Sur huit candidats, six dossiers ont été retenus dans un premier temps, dont celui de la compagnie sortante, Jolie Môme, “les deux autres n’étant pas du tout mûrs”, précise l’édile. “Le choix était cornélien. Quasiment tous les dossiers auraient pu être en posture de gérer le lieu, chacun avec leurs spécificités. La beauté de ce concours était de nous permettre de réinventer un lieu pour les cinq ans qui viennent au moins“, confie-t-il. Les projets proposant une offre trop diversifiée d’activités culturelles ont été écartés pour privilégier l’identité liée au théâtre de la Belle Etoile.

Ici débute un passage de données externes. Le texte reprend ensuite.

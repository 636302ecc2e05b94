use std::{
    collections::HashMap,
    sync::{
        Arc,
        atomic::{AtomicU64, Ordering},
    },
    time::{Duration, SystemTime},
};

use serde::Serialize;
use tokio::sync::Mutex;
use tracing::{debug, info};

use postrider_common::envelope::Envelope;

use crate::{
    Disposition, MessageId, MessageRecord, SpoolError,
    backends::BackingStore,
    error::Result,
    record::DeliveryStatus,
};

/// Snapshot of queue accounting, as served by the stats endpoint.
#[derive(Debug, Clone, Copy, Default, PartialEq, Eq, Serialize)]
pub struct Counters {
    pub pending: u64,
    pub in_flight: u64,
    pub retrying: u64,
    pub delivered: u64,
    pub failed: u64,
    /// Total delivery attempts made over the life of this store.
    pub attempts: u64,
}

impl Counters {
    /// Number of records still owed a delivery.
    #[must_use]
    pub const fn depth(&self) -> u64 {
        self.pending + self.in_flight + self.retrying
    }
}

/// The durable message queue.
///
/// All mutations go through the [`BackingStore`] before they are acknowledged,
/// so an accepted message survives a process crash. An in-memory index mirrors
/// the backend and serves reads and lease selection; the index mutex is held
/// across the persist so that `lease_next` is a single indivisible operation
/// under concurrent workers.
#[derive(Debug)]
pub struct QueueStore {
    backend: Arc<dyn BackingStore>,
    index: Mutex<HashMap<MessageId, MessageRecord>>,
    max_message_size: usize,
    attempts: AtomicU64,
    delivered: AtomicU64,
    failed: AtomicU64,
}

impl QueueStore {
    /// Open a queue store over a backend, loading every persisted record into
    /// the index.
    ///
    /// # Errors
    ///
    /// Returns an error if the backend cannot be read.
    pub async fn open(
        backend: Arc<dyn BackingStore>,
        max_message_size: usize,
    ) -> Result<Self> {
        let records = backend.load_all().await?;

        let mut delivered = 0;
        let mut failed = 0;
        let mut index = HashMap::with_capacity(records.len());
        for record in records {
            match record.status {
                DeliveryStatus::Delivered => delivered += 1,
                DeliveryStatus::Failed => failed += 1,
                _ => {}
            }
            index.insert(record.id, record);
        }

        info!("Opened queue store with {} records", index.len());

        Ok(Self {
            backend,
            index: Mutex::new(index),
            max_message_size,
            attempts: AtomicU64::new(0),
            delivered: AtomicU64::new(delivered),
            failed: AtomicU64::new(failed),
        })
    }

    /// Validate and accept an envelope into the queue.
    ///
    /// The record is persisted before the ID is returned; a crash after this
    /// call returns cannot lose the message.
    ///
    /// # Errors
    ///
    /// Returns [`SpoolError::InvalidEnvelope`] if the envelope fails
    /// validation, or a backend error if the record could not be persisted.
    pub async fn enqueue(&self, envelope: Envelope) -> Result<MessageId> {
        envelope.validate(self.max_message_size)?;

        let record = MessageRecord::accept(envelope, SystemTime::now());
        let id = record.id;

        let mut index = self.index.lock().await;
        self.backend.store(&record).await?;
        index.insert(id, record);

        debug!("Enqueued message {id}");

        Ok(id)
    }

    /// Atomically lease the next eligible record.
    ///
    /// Selects the `Pending` or `Retrying` record with `next_attempt_at <=
    /// now`, preferring the earliest `next_attempt_at` and breaking ties by
    /// `created_at`, transitions it to `InFlight`, and persists the transition
    /// before returning. No two concurrent callers can lease the same record.
    ///
    /// Returns `Ok(None)` when nothing is currently eligible.
    ///
    /// # Errors
    ///
    /// Returns a backend error if the transition could not be persisted; the
    /// record stays eligible in that case.
    pub async fn lease_next(&self, now: SystemTime) -> Result<Option<MessageRecord>> {
        let mut index = self.index.lock().await;

        let Some(id) = index
            .values()
            .filter(|record| record.is_eligible(now))
            .min_by(|a, b| {
                a.next_attempt_at
                    .cmp(&b.next_attempt_at)
                    .then(a.created_at.cmp(&b.created_at))
                    .then(a.id.cmp(&b.id))
            })
            .map(|record| record.id)
        else {
            return Ok(None);
        };

        let mut leased = index
            .get(&id)
            .cloned()
            .ok_or(SpoolError::UnknownId(id))?;
        leased.status = DeliveryStatus::InFlight;
        leased.updated_at = now;

        // Persist before committing to the index; on failure the in-memory
        // state is untouched and the record remains eligible.
        self.backend.store(&leased).await?;
        index.insert(id, leased.clone());

        debug!("Leased message {id} (attempt {})", leased.attempt_count + 1);

        Ok(Some(leased))
    }

    /// Record the outcome of a delivery attempt for a leased record.
    ///
    /// Every disposition counts as one attempt. `Retry` schedules the record
    /// for `now + delay`; `Delivered` and `Failed` are terminal.
    ///
    /// # Errors
    ///
    /// [`SpoolError::UnknownId`] if no such record exists,
    /// [`SpoolError::NotLeased`] if the record is not `InFlight` (completing
    /// twice, or completing something never leased), or a backend error if
    /// the transition could not be persisted.
    pub async fn complete(&self, id: MessageId, disposition: Disposition) -> Result<()> {
        let now = SystemTime::now();
        let mut index = self.index.lock().await;

        let current = index.get(&id).ok_or(SpoolError::UnknownId(id))?;
        if current.status != DeliveryStatus::InFlight {
            return Err(SpoolError::NotLeased(id));
        }

        let mut updated = current.clone();
        updated.attempt_count += 1;
        updated.updated_at = now;

        match disposition {
            Disposition::Delivered => {
                updated.status = DeliveryStatus::Delivered;
                updated.last_error = None;
            }
            Disposition::Retry { delay, error } => {
                updated.status = DeliveryStatus::Retrying;
                updated.next_attempt_at = now + delay;
                updated.last_error = Some(error);
            }
            Disposition::Failed { error } => {
                updated.status = DeliveryStatus::Failed;
                updated.last_error = Some(error);
            }
        }

        self.backend.store(&updated).await?;

        match updated.status {
            DeliveryStatus::Delivered => {
                self.delivered.fetch_add(1, Ordering::Relaxed);
            }
            DeliveryStatus::Failed => {
                self.failed.fetch_add(1, Ordering::Relaxed);
            }
            _ => {}
        }
        self.attempts.fetch_add(1, Ordering::Relaxed);

        debug!(
            "Completed attempt {} for message {id}: now {}",
            updated.attempt_count, updated.status
        );

        index.insert(id, updated);

        Ok(())
    }

    /// Whether any record could be leased at `now`.
    ///
    /// A cheap read for callers that want to avoid spending a rate-limit
    /// grant when the queue has nothing due.
    pub async fn has_eligible(&self, now: SystemTime) -> bool {
        self.index
            .lock()
            .await
            .values()
            .any(|record| record.is_eligible(now))
    }

    /// Fetch a record by ID.
    ///
    /// # Errors
    ///
    /// Returns [`SpoolError::UnknownId`] if no such record exists.
    pub async fn get(&self, id: MessageId) -> Result<MessageRecord> {
        self.index
            .lock()
            .await
            .get(&id)
            .cloned()
            .ok_or(SpoolError::UnknownId(id))
    }

    /// All records currently in `status`, oldest first.
    pub async fn list_by_status(&self, status: DeliveryStatus) -> Vec<MessageRecord> {
        let mut records: Vec<_> = self
            .index
            .lock()
            .await
            .values()
            .filter(|record| record.status == status)
            .cloned()
            .collect();
        records.sort_by(|a, b| a.created_at.cmp(&b.created_at).then(a.id.cmp(&b.id)));
        records
    }

    /// Current queue accounting.
    pub async fn counters(&self) -> Counters {
        let index = self.index.lock().await;

        let mut counters = Counters {
            delivered: self.delivered.load(Ordering::Relaxed),
            failed: self.failed.load(Ordering::Relaxed),
            attempts: self.attempts.load(Ordering::Relaxed),
            ..Counters::default()
        };

        for record in index.values() {
            match record.status {
                DeliveryStatus::Pending => counters.pending += 1,
                DeliveryStatus::InFlight => counters.in_flight += 1,
                DeliveryStatus::Retrying => counters.retrying += 1,
                DeliveryStatus::Delivered | DeliveryStatus::Failed => {}
            }
        }

        counters
    }

    /// Requeue every `InFlight` record to `Pending`.
    ///
    /// Run once at startup: a record that was mid-attempt when the previous
    /// process died must become eligible again rather than stay leased
    /// forever. The interrupted attempt does not count against the retry
    /// budget.
    ///
    /// Returns the number of records requeued.
    ///
    /// # Errors
    ///
    /// Returns a backend error if a requeued record could not be persisted.
    pub async fn recover(&self) -> Result<usize> {
        let now = SystemTime::now();
        let mut index = self.index.lock().await;

        let stranded: Vec<MessageId> = index
            .values()
            .filter(|record| record.status == DeliveryStatus::InFlight)
            .map(|record| record.id)
            .collect();

        for id in &stranded {
            let Some(current) = index.get(id) else {
                continue;
            };
            let mut requeued = current.clone();
            requeued.status = DeliveryStatus::Pending;
            requeued.next_attempt_at = now;
            requeued.updated_at = now;

            self.backend.store(&requeued).await?;
            index.insert(*id, requeued);

            info!("Recovered in-flight message {id}, requeued as pending");
        }

        Ok(stranded.len())
    }

    /// Remove terminal records whose last update is older than `retention`.
    ///
    /// Returns the number of records purged.
    ///
    /// # Errors
    ///
    /// Returns a backend error if a record could not be removed.
    pub async fn purge_terminal(&self, retention: Duration) -> Result<usize> {
        let cutoff = SystemTime::now() - retention;
        let mut index = self.index.lock().await;

        let expired: Vec<MessageId> = index
            .values()
            .filter(|record| record.status.is_terminal() && record.updated_at <= cutoff)
            .map(|record| record.id)
            .collect();

        for id in &expired {
            self.backend.remove(*id).await?;
            index.remove(id);
            debug!("Purged terminal message {id}");
        }

        Ok(expired.len())
    }
}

“Un rayonnement métropolitain“
La compagnie Le Tambour des limbes, rejoint par une partie des anciens salariés des Déchargeurs, a donc finalement été choisi pour animer ce théâtre d’une capacité de 140 places assises qui a d’abord été une salle des fêtes, puis un gymnase et une de salle de répétition pour le Théâtre Gérard Philippe (TGP). Selon Mathieu Hanotin, c’est la “lisibilité” de son projet qui a fait la différence. “Le jeudi soir, même si vous n’avez pas lu le programme, vous pourrez aller au théâtre, vous êtes sûrs qu’il y aura un spectacle. Un peu comme quand vous allez au cinéma“, souligne-t-il en exemple.
L’objectif est qu’à partir de septembre 2024, un spectacle soit ainsi programmé tous les soirs du mercredi au dimanche. “En 2025 les villes de Saint-Denis et de Pierrefitte-sur-Seine vont se réunir. Avoir un théâtre de plus, en complément du TGP [ndlr, le théatre Gérard Philippe qui un centre dramatique national] dans une ville de 150 000 habitants, ne me paraît pas complètement démesuré“, défend aussi le maire, sans cacher l’ambition d’un “rayonnement métropolitain“, compte tenu de la proximité avec de Paris.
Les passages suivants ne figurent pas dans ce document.